What is expected: In the entries below, find the line with "an undo history." and the line with "pub mod session;". Return those two lines and all lines between them, exactly.

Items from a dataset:
■ ■ ■ ■
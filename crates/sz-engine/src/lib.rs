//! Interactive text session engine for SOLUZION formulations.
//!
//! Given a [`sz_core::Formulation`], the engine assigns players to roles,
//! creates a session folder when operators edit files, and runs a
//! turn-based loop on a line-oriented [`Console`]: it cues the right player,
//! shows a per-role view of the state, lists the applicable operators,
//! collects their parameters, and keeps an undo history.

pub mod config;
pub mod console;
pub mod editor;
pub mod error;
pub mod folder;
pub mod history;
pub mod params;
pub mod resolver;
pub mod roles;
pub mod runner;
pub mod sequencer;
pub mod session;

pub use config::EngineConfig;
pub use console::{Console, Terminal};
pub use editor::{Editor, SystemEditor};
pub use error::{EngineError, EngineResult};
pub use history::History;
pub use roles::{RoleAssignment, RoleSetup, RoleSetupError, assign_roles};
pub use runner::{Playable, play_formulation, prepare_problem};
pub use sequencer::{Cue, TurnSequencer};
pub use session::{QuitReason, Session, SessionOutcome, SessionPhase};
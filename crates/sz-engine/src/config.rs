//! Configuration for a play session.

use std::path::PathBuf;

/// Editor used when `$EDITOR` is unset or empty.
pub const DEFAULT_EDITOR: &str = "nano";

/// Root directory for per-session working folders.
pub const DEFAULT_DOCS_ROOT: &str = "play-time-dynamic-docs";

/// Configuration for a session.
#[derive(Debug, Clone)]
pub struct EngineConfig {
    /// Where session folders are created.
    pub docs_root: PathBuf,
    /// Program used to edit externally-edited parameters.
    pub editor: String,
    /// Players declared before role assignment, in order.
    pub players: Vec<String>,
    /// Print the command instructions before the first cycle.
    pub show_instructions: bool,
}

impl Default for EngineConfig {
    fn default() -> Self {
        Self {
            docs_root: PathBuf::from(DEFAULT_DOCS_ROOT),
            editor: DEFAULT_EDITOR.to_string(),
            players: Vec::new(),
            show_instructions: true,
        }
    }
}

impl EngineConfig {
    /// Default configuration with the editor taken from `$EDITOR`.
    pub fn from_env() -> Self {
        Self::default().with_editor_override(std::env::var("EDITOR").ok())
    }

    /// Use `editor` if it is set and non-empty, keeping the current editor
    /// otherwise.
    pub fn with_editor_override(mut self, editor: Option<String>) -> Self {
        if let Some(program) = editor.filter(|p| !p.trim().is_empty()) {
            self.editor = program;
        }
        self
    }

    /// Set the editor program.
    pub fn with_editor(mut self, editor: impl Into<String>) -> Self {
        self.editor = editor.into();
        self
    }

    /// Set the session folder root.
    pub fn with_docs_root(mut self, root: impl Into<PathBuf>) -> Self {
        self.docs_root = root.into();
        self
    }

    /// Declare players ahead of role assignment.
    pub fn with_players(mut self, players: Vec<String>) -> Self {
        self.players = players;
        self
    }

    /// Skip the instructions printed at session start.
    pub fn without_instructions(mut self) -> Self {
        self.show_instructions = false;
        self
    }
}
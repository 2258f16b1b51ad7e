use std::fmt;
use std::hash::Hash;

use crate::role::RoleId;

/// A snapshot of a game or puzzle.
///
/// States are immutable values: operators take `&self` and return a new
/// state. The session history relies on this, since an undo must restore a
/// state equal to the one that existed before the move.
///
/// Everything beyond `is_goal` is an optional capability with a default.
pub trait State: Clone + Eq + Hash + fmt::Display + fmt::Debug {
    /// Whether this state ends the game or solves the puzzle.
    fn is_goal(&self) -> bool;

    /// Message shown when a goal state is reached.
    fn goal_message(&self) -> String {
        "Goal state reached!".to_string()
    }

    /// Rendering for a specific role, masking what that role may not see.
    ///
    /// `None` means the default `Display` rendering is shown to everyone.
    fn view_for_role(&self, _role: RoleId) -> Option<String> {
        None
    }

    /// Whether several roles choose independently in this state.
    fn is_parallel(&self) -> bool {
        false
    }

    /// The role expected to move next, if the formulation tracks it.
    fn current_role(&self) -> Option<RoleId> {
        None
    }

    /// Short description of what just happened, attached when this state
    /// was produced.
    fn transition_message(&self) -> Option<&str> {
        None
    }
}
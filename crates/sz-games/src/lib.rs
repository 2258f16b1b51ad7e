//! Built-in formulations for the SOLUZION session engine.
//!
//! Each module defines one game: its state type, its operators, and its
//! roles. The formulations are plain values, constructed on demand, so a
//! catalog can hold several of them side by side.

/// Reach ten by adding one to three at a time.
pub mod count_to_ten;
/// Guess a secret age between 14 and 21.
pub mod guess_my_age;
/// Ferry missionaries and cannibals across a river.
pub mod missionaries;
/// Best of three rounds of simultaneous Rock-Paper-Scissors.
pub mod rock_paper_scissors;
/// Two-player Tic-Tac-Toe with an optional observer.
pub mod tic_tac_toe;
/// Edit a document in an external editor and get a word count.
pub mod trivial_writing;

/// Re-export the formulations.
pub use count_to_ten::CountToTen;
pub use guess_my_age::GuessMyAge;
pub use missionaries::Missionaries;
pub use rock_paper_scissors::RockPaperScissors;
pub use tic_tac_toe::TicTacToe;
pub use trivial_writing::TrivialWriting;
■ ■ ■ ■
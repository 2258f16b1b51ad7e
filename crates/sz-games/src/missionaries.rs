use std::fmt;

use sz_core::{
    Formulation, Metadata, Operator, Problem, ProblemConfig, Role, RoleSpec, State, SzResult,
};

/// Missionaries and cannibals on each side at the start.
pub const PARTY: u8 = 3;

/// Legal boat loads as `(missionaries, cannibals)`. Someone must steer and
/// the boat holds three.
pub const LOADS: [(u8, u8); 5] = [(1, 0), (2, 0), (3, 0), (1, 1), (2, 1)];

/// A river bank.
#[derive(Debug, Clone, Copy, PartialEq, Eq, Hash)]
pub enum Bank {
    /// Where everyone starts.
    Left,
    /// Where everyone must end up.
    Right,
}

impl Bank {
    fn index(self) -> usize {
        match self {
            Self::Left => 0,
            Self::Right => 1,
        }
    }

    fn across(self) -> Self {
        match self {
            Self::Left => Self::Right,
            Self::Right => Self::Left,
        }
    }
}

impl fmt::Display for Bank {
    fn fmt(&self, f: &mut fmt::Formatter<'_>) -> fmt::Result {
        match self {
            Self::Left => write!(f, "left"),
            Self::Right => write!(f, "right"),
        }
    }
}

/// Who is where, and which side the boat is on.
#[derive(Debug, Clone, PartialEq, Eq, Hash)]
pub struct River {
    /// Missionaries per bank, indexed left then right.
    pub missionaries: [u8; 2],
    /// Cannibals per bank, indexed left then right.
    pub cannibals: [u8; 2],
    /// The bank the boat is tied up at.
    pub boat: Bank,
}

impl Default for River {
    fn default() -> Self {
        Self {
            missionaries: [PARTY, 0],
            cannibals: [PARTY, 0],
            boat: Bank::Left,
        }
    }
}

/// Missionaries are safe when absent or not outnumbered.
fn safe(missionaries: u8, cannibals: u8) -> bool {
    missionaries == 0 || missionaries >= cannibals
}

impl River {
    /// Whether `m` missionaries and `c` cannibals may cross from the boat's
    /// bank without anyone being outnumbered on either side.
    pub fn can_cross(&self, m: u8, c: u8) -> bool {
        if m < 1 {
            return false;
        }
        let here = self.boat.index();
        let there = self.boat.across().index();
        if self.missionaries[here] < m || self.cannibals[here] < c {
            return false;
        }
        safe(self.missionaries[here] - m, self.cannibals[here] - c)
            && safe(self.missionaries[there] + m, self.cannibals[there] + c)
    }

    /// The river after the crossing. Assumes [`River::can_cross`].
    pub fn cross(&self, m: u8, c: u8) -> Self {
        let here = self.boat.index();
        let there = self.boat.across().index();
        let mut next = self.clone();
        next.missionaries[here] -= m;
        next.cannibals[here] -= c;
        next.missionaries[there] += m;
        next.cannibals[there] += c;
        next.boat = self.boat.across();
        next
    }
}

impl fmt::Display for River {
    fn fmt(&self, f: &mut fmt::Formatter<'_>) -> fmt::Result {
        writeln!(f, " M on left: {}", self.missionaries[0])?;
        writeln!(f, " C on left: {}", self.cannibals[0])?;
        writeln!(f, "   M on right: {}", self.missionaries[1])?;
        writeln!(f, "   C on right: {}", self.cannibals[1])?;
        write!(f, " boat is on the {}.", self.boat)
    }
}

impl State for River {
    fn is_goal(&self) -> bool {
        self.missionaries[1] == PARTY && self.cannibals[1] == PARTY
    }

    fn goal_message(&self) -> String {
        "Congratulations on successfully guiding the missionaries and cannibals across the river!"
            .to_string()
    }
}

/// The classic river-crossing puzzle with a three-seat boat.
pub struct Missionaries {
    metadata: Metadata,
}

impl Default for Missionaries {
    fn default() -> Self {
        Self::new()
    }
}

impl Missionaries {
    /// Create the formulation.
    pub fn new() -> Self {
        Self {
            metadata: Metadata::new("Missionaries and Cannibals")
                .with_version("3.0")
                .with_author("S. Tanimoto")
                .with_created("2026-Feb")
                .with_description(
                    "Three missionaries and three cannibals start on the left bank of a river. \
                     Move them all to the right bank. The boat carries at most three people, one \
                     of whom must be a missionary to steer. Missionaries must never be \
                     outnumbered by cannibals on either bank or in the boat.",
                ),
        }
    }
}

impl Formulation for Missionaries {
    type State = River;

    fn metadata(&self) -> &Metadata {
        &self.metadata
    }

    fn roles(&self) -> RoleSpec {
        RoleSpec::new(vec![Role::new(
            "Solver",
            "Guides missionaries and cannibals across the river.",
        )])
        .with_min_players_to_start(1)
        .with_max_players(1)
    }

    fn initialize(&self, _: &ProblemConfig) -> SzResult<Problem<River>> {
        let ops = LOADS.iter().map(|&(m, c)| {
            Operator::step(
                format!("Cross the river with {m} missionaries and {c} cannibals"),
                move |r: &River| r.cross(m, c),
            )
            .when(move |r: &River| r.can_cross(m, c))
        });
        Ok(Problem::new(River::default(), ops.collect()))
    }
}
■ ■ ■ ■
Response to this task:
//! collects their parameters, and keeps an undo history.

pub mod config;
pub mod console;
pub mod editor;
pub mod error;
pub mod folder;
pub mod history;
pub mod params;
pub mod resolver;
pub mod roles;
pub mod runner;
pub mod sequencer;
pub mod session;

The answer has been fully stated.